"Les gens ne réussissent jamais à fuir."
Le cinéma de ces quarante dernières années ne serait probablement pas ce qu'il est si Alfred Hitchcock n'avait pas tourné Psycho. Il fait partie de ces quelques longs métrages, parmi lesquels Citizen Kane figure en bonne place, dont on ne ressort pas indemne et qui ont durablement influencé les réalisateurs du monde entier. N'est-il pas, implicitement ou explicitement, l'un des films les plus cités de l'histoire du cinéma ? Et l'un des plus étudiés ? Pendant qu'en Italie, Mario Bava tournait son Maschera del demonio et qu'en Grande-Bretagne, Michael Powell produisait un déroutant Peeping Tom qui allait mettre un terme à sa carrière dans son pays, Sir Alfred faisait l'unique (relative) incursion dans l'épouvante de sa campagne américaine. Pour cela, il adapte très librement le récent ouvrage éponyme de Robert Bloch, lequel venait et allait continuer de collaborer avec le réalisateur pour la série en cours Alfred Hitchcock Presents. L'histoire est inspirée d'une affaire réelle, celle d'Ed Gein, un tueur en série sévissant dans le Wisconsin, un parfait anonyme comparé au célèbre Norman Bates. L'une des raisons collatérale du puissant intérêt que produit Psycho est qu'il clôt également un cycle dans la carrière du maître. Hitchcock vient d'avoir soixante ans et va produire, avant de rentrer dans son Angleterre natale, ses quatre prochains films, à la qualité nettement moins affirmée, sous la bannière Universal.
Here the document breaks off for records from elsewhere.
// ── Device domain types ──

use std::collections::BTreeSet;

use serde::{Deserialize, Serialize};
use strum::{Display, EnumIter, IntoEnumIterator};
use tokio::sync::watch;
use tokio_stream::wrappers::WatchStream;

use ringbridge_api::{DeviceKind, EventKind};

use super::ids::{DeviceId, LocationId};

/// Something a device can do or report. Fixed at discovery.
#[derive(
    Debug, Clone, Copy, PartialEq, Eq, Hash, PartialOrd, Ord, Serialize, Deserialize, Display, EnumIter,
)]
#[serde(rename_all = "snake_case")]
#[strum(serialize_all = "snake_case")]
pub enum Capability {
    /// Emits ding events.
    Ding,
    /// Accepts unlock commands and emits unlocked events.
    Unlock,
    /// Emits generic data updates.
    StateUpdate,
}

impl Capability {
    /// The push event family backing this capability.
    pub fn event_kind(self) -> EventKind {
        match self {
            Self::Ding => EventKind::Ding,
            Self::Unlock => EventKind::Unlocked,
            Self::StateUpdate => EventKind::DataUpdate,
        }
    }
}

/// Ordered set of capabilities.
#[derive(Debug, Clone, Default, PartialEq, Eq, Serialize, Deserialize)]
#[serde(transparent)]
pub struct CapabilitySet(BTreeSet<Capability>);

impl CapabilitySet {
    /// Capabilities of an intercom: ding, unlock, and data updates.
    pub fn intercom() -> Self {
        Capability::iter().collect()
    }

    /// Capabilities implied by a hardware family.
    pub fn for_kind(kind: DeviceKind) -> Self {
        match kind {
            DeviceKind::Intercom => Self::intercom(),
            DeviceKind::Doorbell => [Capability::Ding, Capability::StateUpdate]
                .into_iter()
                .collect(),
            DeviceKind::Camera | DeviceKind::Chime => {
                std::iter::once(Capability::StateUpdate).collect()
            }
            DeviceKind::Other => Self::default(),
        }
    }

    pub fn contains(&self, capability: Capability) -> bool {
        self.0.contains(&capability)
    }

    /// `true` if every capability in `required` is present.
    pub fn covers(&self, required: &CapabilitySet) -> bool {
        required.0.is_subset(&self.0)
    }

    pub fn iter(&self) -> impl Iterator<Item = Capability> + '_ {
        self.0.iter().copied()
    }

    pub fn is_empty(&self) -> bool {
        self.0.is_empty()
    }
}

impl FromIterator<Capability> for CapabilitySet {
    fn from_iter<I: IntoIterator<Item = Capability>>(iter: I) -> Self {
        Self(iter.into_iter().collect())
    }
}

/// Provider-defined device state, passed through untouched.
#[derive(Debug, Clone, Default, PartialEq, Serialize, Deserialize)]
#[serde(transparent)]
pub struct Snapshot(serde_json::Value);

impl Snapshot {
    pub fn new(value: serde_json::Value) -> Self {
        Self(value)
    }

    pub fn as_value(&self) -> &serde_json::Value {
        &self.0
    }

    /// Device data is always a JSON object; anything else is malformed.
    pub fn is_well_formed(&self) -> bool {
        self.0.is_object()
    }
}

impl From<serde_json::Value> for Snapshot {
    fn from(value: serde_json::Value) -> Self {
        Self(value)
    }
}

/// One physical device the bridge routes.
///
/// Identity and capabilities never change after discovery. The latest
/// state is replaced wholesale on every observation and broadcast through
/// a `watch` channel, so consumers can follow "current truth" directly.
#[derive(Debug)]
pub struct DeviceHandle {
    id: DeviceId,
    location_id: LocationId,
    kind: DeviceKind,
    name: String,
    capabilities: CapabilitySet,
    state: watch::Sender<Snapshot>,
}

impl DeviceHandle {
    pub fn new(
        id: DeviceId,
        location_id: LocationId,
        kind: DeviceKind,
        name: impl Into<String>,
        capabilities: CapabilitySet,
        initial: Snapshot,
    ) -> Self {
        let (state, _) = watch::channel(initial);
        Self {
            id,
            location_id,
            kind,
            name: name.into(),
            capabilities,
            state,
        }
    }

    pub fn id(&self) -> &DeviceId {
        &self.id
    }

    pub fn location_id(&self) -> &LocationId {
        &self.location_id
    }

    pub fn kind(&self) -> DeviceKind {
        self.kind
    }

    pub fn name(&self) -> &str {
        &self.name
    }

    pub fn capabilities(&self) -> &CapabilitySet {
        &self.capabilities
    }

    /// Event families to subscribe to, one per capability.
    pub fn event_kinds(&self) -> impl Iterator<Item = EventKind> + '_ {
        self.capabilities.iter().map(Capability::event_kind)
    }

    /// Title-case family label used in human-readable messages.
    pub fn label(&self) -> &'static str {
        match self.kind {
            DeviceKind::Intercom => "Intercom",
            DeviceKind::Doorbell => "Doorbell",
            DeviceKind::Camera => "Camera",
            DeviceKind::Chime => "Chime",
            DeviceKind::Other => "Device",
        }
    }

    /// The most recently observed state.
    pub fn latest_state(&self) -> Snapshot {
        self.state.borrow().clone()
    }

    /// Replace the latest state, returning the previous one.
    pub(crate) fn replace_state(&self, snapshot: Snapshot) -> Snapshot {
        // `send_replace` updates even with zero receivers.
        self.state.send_replace(snapshot)
    }

    /// Subscribe to state replacements.
    pub fn watch_state(&self) -> watch::Receiver<Snapshot> {
        self.state.subscribe()
    }

    /// `Stream` of states, starting with the current one.
    pub fn state_stream(&self) -> WatchStream<Snapshot> {
        WatchStream::new(self.state.subscribe())
    }
}
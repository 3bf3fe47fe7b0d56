// ── Outbound publishing ──
//
// Every outbound message goes through `Publisher`, which owns topic
// construction. Status reports are latest-value and go through a `watch`
// channel on `StatusBoard`.

use tokio::sync::{mpsc, watch};
use tracing::{debug, trace};

use crate::model::{
    DeviceHandle, DeviceId, EventName, LocationId, OutboundMessage, Snapshot, StatusReport, Topic,
};

/// Destination for outbound messages, provided by the host.
pub trait MessageSink: Send + Sync {
    fn send(&self, message: OutboundMessage);
}

impl MessageSink for mpsc::UnboundedSender<OutboundMessage> {
    fn send(&self, message: OutboundMessage) {
        if mpsc::UnboundedSender::send(self, message).is_err() {
            debug!("message sink closed -- dropping outbound message");
        }
    }
}

/// Builds topics and hands messages to the sink.
pub struct Publisher {
    namespace: String,
    sink: std::sync::Arc<dyn MessageSink>,
}

impl Publisher {
    pub fn new(namespace: impl Into<String>, sink: std::sync::Arc<dyn MessageSink>) -> Self {
        Self {
            namespace: namespace.into(),
            sink,
        }
    }

    pub fn namespace(&self) -> &str {
        &self.namespace
    }

    /// Topic for `event` on `device`.
    pub fn event_topic(&self, device: &DeviceHandle, event: EventName) -> Topic {
        Topic::device_event(
            &self.namespace,
            device.location_id(),
            device.kind(),
            device.id(),
            event,
        )
    }

    /// Publish `event` carrying `snapshot`.
    ///
    /// Callers pass the snapshot they applied rather than re-reading the
    /// device, which another task may have updated since.
    pub fn publish_event(
        &self,
        device: &DeviceHandle,
        event: EventName,
        snapshot: &Snapshot,
        message: &str,
    ) {
        let topic = self.event_topic(device, event);
        self.send(OutboundMessage::new(topic, snapshot.clone(), message));
    }

    /// Publish `snapshot` on the device's `state` topic.
    pub fn publish_state(&self, device: &DeviceHandle, snapshot: &Snapshot) {
        let message = format!("{} state updated", device.label());
        self.publish_event(device, EventName::State, snapshot, &message);
    }

    /// Publish a directory-level update for any device.
    pub fn announce(&self, location_id: &LocationId, device_id: &DeviceId, snapshot: Snapshot) {
        let topic = Topic::device(&self.namespace, location_id, device_id);
        self.send(OutboundMessage::new(topic, snapshot, "Device listed"));
    }

    fn send(&self, message: OutboundMessage) {
        trace!(topic = %message.topic, "publishing");
        self.sink.send(message);
    }
}

/// Latest status of the owning context.
#[derive(Debug)]
pub struct StatusBoard {
    tx: watch::Sender<Option<StatusReport>>,
}

impl StatusBoard {
    pub fn new() -> Self {
        let (tx, _) = watch::channel(None);
        Self { tx }
    }

    pub fn report(&self, report: StatusReport) {
        debug!(fill = %report.fill, text = %report.text, "status");
        self.tx.send_replace(Some(report));
    }

    pub fn current(&self) -> Option<StatusReport> {
        self.tx.borrow().clone()
    }

    pub fn subscribe(&self) -> watch::Receiver<Option<StatusReport>> {
        self.tx.subscribe()
    }
}

impl Default for StatusBoard {
    fn default() -> Self {
        Self::new()
    }
}
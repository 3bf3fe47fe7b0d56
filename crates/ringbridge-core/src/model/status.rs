// ── Status reports surfaced to the hosting context ──

use serde::{Deserialize, Serialize};
use strum::Display;

pub const STATUS_CONNECTED: &str = "connected";
pub const STATUS_DISCONNECTED: &str = "disconnected";
pub const STATUS_NO_CREDENTIALS: &str = "no credentials";
pub const STATUS_CONNECTION_ERROR: &str = "connection error";
pub const STATUS_DOOR_UNLOCKED: &str = "Door unlocked";
pub const STATUS_UNLOCK_FAILED: &str = "Failed to unlock door";

#[derive(Debug, Clone, Copy, PartialEq, Eq, Serialize, Deserialize, Display)]
#[serde(rename_all = "lowercase")]
#[strum(serialize_all = "lowercase")]
pub enum StatusFill {
    Green,
    Red,
}

/// `{ "fill": "green" | "red", "text": "..." }`
#[derive(Debug, Clone, PartialEq, Eq, Serialize, Deserialize)]
pub struct StatusReport {
    pub fill: StatusFill,
    pub text: String,
}

impl StatusReport {
    pub fn green(text: impl Into<String>) -> Self {
        Self {
            fill: StatusFill::Green,
            text: text.into(),
        }
    }

    pub fn red(text: impl Into<String>) -> Self {
        Self {
            fill: StatusFill::Red,
            text: text.into(),
        }
    }

    pub fn is_ok(&self) -> bool {
        self.fill == StatusFill::Green
    }
}

#[cfg(test)]
mod tests {
    use super::*;

    #[test]
    fn wire_shape() {
        insta::assert_json_snapshot!(StatusReport::red(STATUS_NO_CREDENTIALS), @r#"
        {
          "fill": "red",
          "text": "no credentials"
        }
        "#);
    }
}
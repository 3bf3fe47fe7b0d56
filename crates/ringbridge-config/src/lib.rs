//! Configuration for a ringbridge host.
//!
//! TOML config, seed-token resolution (env + keyring + plaintext),
//! translation to `ringbridge_core::BridgeConfig`, and a file-backed
//! `TokenStore` that keeps the rotated refresh token between runs.

use std::io::ErrorKind;
use std::path::{Path, PathBuf};

use directories::ProjectDirs;
use figment::{
    Figment,
    providers::{Env, Format, Serialized, Toml},
};
use secrecy::{ExposeSecret, SecretString};
use serde::{Deserialize, Serialize};
use thiserror::Error;
use tracing::debug;

use ringbridge_core::{
    BridgeConfig, Capability, CoreError, Credentials, DEFAULT_NAMESPACE, TokenStore,
};

const KEYRING_SERVICE: &str = "ringbridge";
const KEYRING_SEED_ENTRY: &str = "initial-token";

// ── Error ───────────────────────────────────────────────────────────

#[derive(Debug, Error)]
pub enum ConfigError {
    #[error("invalid {field}: {reason}")]
    Validation { field: String, reason: String },

    #[error("failed to serialize config: {0}")]
    Serialization(#[from] toml::ser::Error),

    #[error("failed to parse {path}: {source}")]
    Parse {
        path: PathBuf,
        source: toml::de::Error,
    },

    #[error("config loading failed: {0}")]
    Figment(Box<figment::Error>),

    #[error("IO error: {0}")]
    Io(#[from] std::io::Error),
}

impl From<figment::Error> for ConfigError {
    fn from(err: figment::Error) -> Self {
        Self::Figment(Box::new(err))
    }
}

impl From<ConfigError> for CoreError {
    fn from(err: ConfigError) -> Self {
        CoreError::Config {
            message: err.to_string(),
        }
    }
}

// ── TOML config ─────────────────────────────────────────────────────

/// Top-level TOML configuration.
#[derive(Debug, Clone, PartialEq, Eq, Deserialize, Serialize)]
pub struct Config {
    /// First topic segment of every outbound message.
    #[serde(default = "default_namespace")]
    pub namespace: String,

    /// Seed refresh token (plaintext -- prefer keyring or env var).
    pub initial_token: Option<String>,

    /// Environment variable holding the seed refresh token.
    pub initial_token_env: Option<String>,

    /// Look the seed token up in the system keyring.
    #[serde(default = "default_true")]
    pub use_keyring: bool,

    /// Where the current refresh token is persisted.
    /// Defaults to `token.toml` in the platform data dir.
    pub token_file: Option<PathBuf>,

    /// Announce every listed device on `<namespace>/<location>/device/<id>`.
    #[serde(default = "default_true")]
    pub announce_devices: bool,

    /// Capabilities a device needs to be routed.
    #[serde(default = "default_require")]
    pub require: Vec<Capability>,
}

impl Default for Config {
    fn default() -> Self {
        Self {
            namespace: default_namespace(),
            initial_token: None,
            initial_token_env: None,
            use_keyring: true,
            token_file: None,
            announce_devices: true,
            require: default_require(),
        }
    }
}

fn default_namespace() -> String {
    DEFAULT_NAMESPACE.into()
}
fn default_true() -> bool {
    true
}
fn default_require() -> Vec<Capability> {
    vec![Capability::Ding, Capability::Unlock]
}

// ── Paths ───────────────────────────────────────────────────────────

fn project_dirs() -> Option<ProjectDirs> {
    ProjectDirs::from("com", "ringbridge", "ringbridge")
}

/// Resolve the config file path via XDG / platform conventions.
pub fn config_path() -> PathBuf {
    project_dirs().map_or_else(
        || dirs_fallback().join("config.toml"),
        |dirs| dirs.config_dir().join("config.toml"),
    )
}

/// Default location of the persisted refresh token.
pub fn default_token_path() -> PathBuf {
    project_dirs().map_or_else(
        || dirs_fallback().join("token.toml"),
        |dirs| dirs.data_dir().join("token.toml"),
    )
}

fn dirs_fallback() -> PathBuf {
    let mut p = PathBuf::from(std::env::var("HOME").unwrap_or_else(|_| ".".into()));
    p.push(".config");
    p.push("ringbridge");
    p
}

// ── Loading / saving ────────────────────────────────────────────────

/// Load the config from the canonical path + environment.
pub fn load_config() -> Result<Config, ConfigError> {
    load_config_from(&config_path())
}

/// Load the config from `path`, overlaid with `RINGBRIDGE_*` env vars.
/// A missing file yields the defaults.
pub fn load_config_from(path: &Path) -> Result<Config, ConfigError> {
    let figment = Figment::new()
        .merge(Serialized::defaults(Config::default()))
        .merge(Toml::file(path))
        .merge(Env::prefixed("RINGBRIDGE_"));

    let config: Config = figment.extract()?;
    debug!(path = %path.display(), namespace = %config.namespace, "config loaded");
    Ok(config)
}

/// Serialize config to TOML and write to the canonical config path.
pub fn save_config(cfg: &Config) -> Result<(), ConfigError> {
    save_config_to(cfg, &config_path())
}

pub fn save_config_to(cfg: &Config, path: &Path) -> Result<(), ConfigError> {
    if let Some(parent) = path.parent() {
        std::fs::create_dir_all(parent)?;
    }
    let toml_str = toml::to_string_pretty(cfg)?;
    std::fs::write(path, toml_str)?;
    Ok(())
}

// ── Credential resolution ───────────────────────────────────────────

/// Resolve the seed token: env var, then keyring, then plaintext.
///
/// `None` is not an error: a token may already be persisted.
pub fn resolve_initial_token(cfg: &Config) -> Option<SecretString> {
    // 1. Configured env var
    if let Some(ref env_name) = cfg.initial_token_env {
        if let Ok(val) = std::env::var(env_name) {
            debug!(env = %env_name, "seed token from environment");
            return Some(SecretString::from(val));
        }
    }

    // 2. System keyring
    if cfg.use_keyring {
        if let Ok(entry) = keyring::Entry::new(KEYRING_SERVICE, KEYRING_SEED_ENTRY) {
            if let Ok(secret) = entry.get_password() {
                debug!("seed token from keyring");
                return Some(SecretString::from(secret));
            }
        }
    }

    // 3. Plaintext in config
    cfg.initial_token.clone().map(SecretString::from)
}

/// Store a seed token in the system keyring.
pub fn store_initial_token(token: &SecretString) -> Result<(), ConfigError> {
    let entry = keyring::Entry::new(KEYRING_SERVICE, KEYRING_SEED_ENTRY).map_err(keyring_error)?;
    entry
        .set_password(token.expose_secret())
        .map_err(keyring_error)
}

fn keyring_error(err: keyring::Error) -> ConfigError {
    ConfigError::Validation {
        field: "keyring".into(),
        reason: err.to_string(),
    }
}

/// Build a `BridgeConfig` from the TOML config.
pub fn to_bridge_config(cfg: &Config) -> Result<BridgeConfig, ConfigError> {
    let namespace = cfg.namespace.trim();
    if namespace.is_empty() || namespace.contains('/') {
        return Err(ConfigError::Validation {
            field: "namespace".into(),
            reason: format!("expected a single topic segment, got '{}'", cfg.namespace),
        });
    }
    if cfg.require.is_empty() {
        return Err(ConfigError::Validation {
            field: "require".into(),
            reason: "at least one capability is needed to select devices".into(),
        });
    }

    Ok(BridgeConfig {
        namespace: namespace.to_owned(),
        credentials: Credentials {
            initial_token: resolve_initial_token(cfg),
            token: None,
        },
        required_capabilities: cfg.require.iter().copied().collect(),
        announce_devices: cfg.announce_devices,
    })
}

/// The token store configured by `cfg`.
pub fn token_store(cfg: &Config) -> FileTokenStore {
    FileTokenStore::new(cfg.token_file.clone().unwrap_or_else(default_token_path))
}

// ── File-backed token store ─────────────────────────────────────────

#[derive(Debug, Deserialize, Serialize)]
struct TokenFile {
    token: String,
}

/// Persists the current refresh token as a small TOML file.
///
/// Every save rewrites the whole file: last write wins.
#[derive(Debug, Clone)]
pub struct FileTokenStore {
    path: PathBuf,
}

impl FileTokenStore {
    pub fn new(path: impl Into<PathBuf>) -> Self {
        Self { path: path.into() }
    }

    pub fn path(&self) -> &Path {
        &self.path
    }

    fn read(&self) -> Result<Option<String>, ConfigError> {
        let raw = match std::fs::read_to_string(&self.path) {
            Ok(raw) => raw,
            Err(e) if e.kind() == ErrorKind::NotFound => return Ok(None),
            Err(e) => return Err(e.into()),
        };
        let file: TokenFile = toml::from_str(&raw).map_err(|source| ConfigError::Parse {
            path: self.path.clone(),
            source,
        })?;
        Ok(Some(file.token).filter(|t| !t.is_empty()))
    }

    fn write(&self, token: &SecretString) -> Result<(), ConfigError> {
        if let Some(parent) = self.path.parent() {
            std::fs::create_dir_all(parent)?;
        }
        let body = toml::to_string_pretty(&TokenFile {
            token: token.expose_secret().to_owned(),
        })?;
        std::fs::write(&self.path, body)?;
        Ok(())
    }
}

fn persistence_error(err: &ConfigError) -> CoreError {
    CoreError::Persistence {
        message: err.to_string(),
    }
}

impl TokenStore for FileTokenStore {
    fn load(&self) -> Result<Option<SecretString>, CoreError> {
        self.read()
            .map(|token| token.map(SecretString::from))
            .map_err(|e| persistence_error(&e))
    }

    fn save(&self, token: &SecretString) -> Result<(), CoreError> {
        self.write(token).map_err(|e| persistence_error(&e))?;
        debug!(path = %self.path.display(), "refresh token persisted");
        Ok(())
    }

    fn clear(&self) -> Result<(), CoreError> {
        match std::fs::remove_file(&self.path) {
            Ok(()) => Ok(()),
            Err(e) if e.kind() == ErrorKind::NotFound => Ok(()),
            Err(e) => Err(persistence_error(&e.into())),
        }
    }
}

#[cfg(test)]
#[allow(clippy::unwrap_used)]
mod tests {
    use pretty_assertions::assert_eq;
    use tempfile::TempDir;

    use super::*;

    fn offline(cfg: Config) -> Config {
        Config {
            use_keyring: false,
            ..cfg
        }
    }

    #[test]
    fn missing_file_yields_defaults() {
        let dir = TempDir::new().unwrap();
        let cfg = load_config_from(&dir.path().join("absent.toml")).unwrap();
        assert_eq!(cfg, Config::default());
    }

    #[test]
    fn loads_toml_values() {
        let dir = TempDir::new().unwrap();
        let path = dir.path().join("config.toml");
        std::fs::write(
            &path,
            r#"
namespace = "building"
initial_token = "seed"
announce_devices = false
require = ["unlock"]
"#,
        )
        .unwrap();

        let cfg = load_config_from(&path).unwrap();
        assert_eq!(cfg.namespace, "building");
        assert_eq!(cfg.initial_token.as_deref(), Some("seed"));
        assert!(!cfg.announce_devices);
        assert_eq!(cfg.require, vec![Capability::Unlock]);
    }

    #[test]
    fn save_then_load_preserves_config() {
        let dir = TempDir::new().unwrap();
        let path = dir.path().join("nested").join("config.toml");
        let cfg = Config {
            namespace: "lobby".into(),
            token_file: Some(dir.path().join("token.toml")),
            ..Config::default()
        };

        save_config_to(&cfg, &path).unwrap();
        assert_eq!(load_config_from(&path).unwrap(), cfg);
    }

    #[test]
    fn plaintext_seed_is_last_resort() {
        let cfg = offline(Config {
            initial_token: Some("plain".into()),
            initial_token_env: Some("RINGBRIDGE_TEST_UNSET_SEED_VAR".into()),
            ..Config::default()
        });
        let token = resolve_initial_token(&cfg).unwrap();
        assert_eq!(token.expose_secret(), "plain");
    }

    #[test]
    fn no_seed_is_not_an_error() {
        assert!(resolve_initial_token(&offline(Config::default())).is_none());
    }

    #[test]
    fn bridge_config_carries_settings() {
        let cfg = offline(Config {
            namespace: " ring ".into(),
            initial_token: Some("abc".into()),
            announce_devices: false,
            ..Config::default()
        });

        let bridge = to_bridge_config(&cfg).unwrap();
        assert_eq!(bridge.namespace, "ring");
        assert!(!bridge.announce_devices);
        assert!(bridge.required_capabilities.contains(Capability::Ding));
        assert!(bridge.required_capabilities.contains(Capability::Unlock));
        assert_eq!(
            bridge
                .credentials
                .initial_token
                .as_ref()
                .map(|t| t.expose_secret().to_owned()),
            Some("abc".to_owned())
        );
    }

    #[test]
    fn rejects_bad_namespace_and_empty_requirements() {
        let slash = offline(Config {
            namespace: "a/b".into(),
            ..Config::default()
        });
        assert!(matches!(
            to_bridge_config(&slash),
            Err(ConfigError::Validation { ref field, .. }) if field == "namespace"
        ));

        let empty = offline(Config {
            require: Vec::new(),
            ..Config::default()
        });
        assert!(matches!(
            to_bridge_config(&empty),
            Err(ConfigError::Validation { ref field, .. }) if field == "require"
        ));
    }

    #[test]
    fn file_token_store_round_trip() {
        let dir = TempDir::new().unwrap();
        let store = FileTokenStore::new(dir.path().join("state").join("token.toml"));

        assert!(store.load().unwrap().is_none());
        store.save(&SecretString::from("first".to_owned())).unwrap();
        store.save(&SecretString::from("second".to_owned())).unwrap();
        assert_eq!(store.load().unwrap().unwrap().expose_secret(), "second");

        store.clear().unwrap();
        assert!(store.load().unwrap().is_none());
        store.clear().unwrap();
    }

    #[test]
    fn corrupt_token_file_is_a_persistence_error() {
        let dir = TempDir::new().unwrap();
        let path = dir.path().join("token.toml");
        std::fs::write(&path, "not = [valid").unwrap();

        let err = FileTokenStore::new(&path).load().unwrap_err();
        assert!(matches!(err, CoreError::Persistence { .. }));
    }
}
Phoenix (Arizona). Vendredi 11 décembre. 2:43 PM. Marion Crane termine sa pause-déjeuner crapuleuse en compagnie de son amant, Sam Loomis. Divorcé, ce propriétaire d'un bazar dans une petite ville de Californie vient rendre visite à son amie à l'occasion de ses déplacements professionnels. Marion voudrait bien mettre un terme à cette situation, mais les moyens financiers de Loomis ne permettent pas d'envisager autre chose pour le moment. Elle arrive à l'agence immobilière où elle travaille juste avant son patron, M. Lowery, qui vient de conclure une belle affaire avec un de ses clients. Celui-ci compte régler la transaction, quarante mille dollars, en liquide. Inquiet de conserver au bureau une telle somme, Lowery demande à Marion d'aller déposer l'argent à la banque et l'autorise, la jeune femme souffrant d'un fort mal de tête, à ne pas rentrer à l'agence ensuite. Chez elle, Marion prépare une valise et quitte son appartement en emportant la liasse de billets. A un feu rouge, son patron, traversant la rue, s'étonne de la voir au volant de son véhicule malgré son état. Plus tard, fatiguée par la conduite de nuit, Marion s'endort sur la banquette de sa voiture.
Le matin, elle est réveillée et ses papiers contrôlés par un policier de la patrouille d'autoroute. En ville, elle change d'automobile chez un vendeur d'occasions sous les yeux du même policier, les deux hommes ne manquant pas d'être sérieusement intrigués par son comportement. La nuit est tombée, la pluie fait son apparition. Marion sort, sans s'en rendre compte, de l'autoroute et arrive à proximité d'un motel où elle s'arrête. Le gérant, un jeune homme nommé Norman Bates, lui loue une chambre et lui propose de partager le frugal dîner qu'il va se préparer. Venant de la maison qui surplombe le motel, Marion entend une vive discussion entre le garçon et sa vieille mère malade motivée par sa présence.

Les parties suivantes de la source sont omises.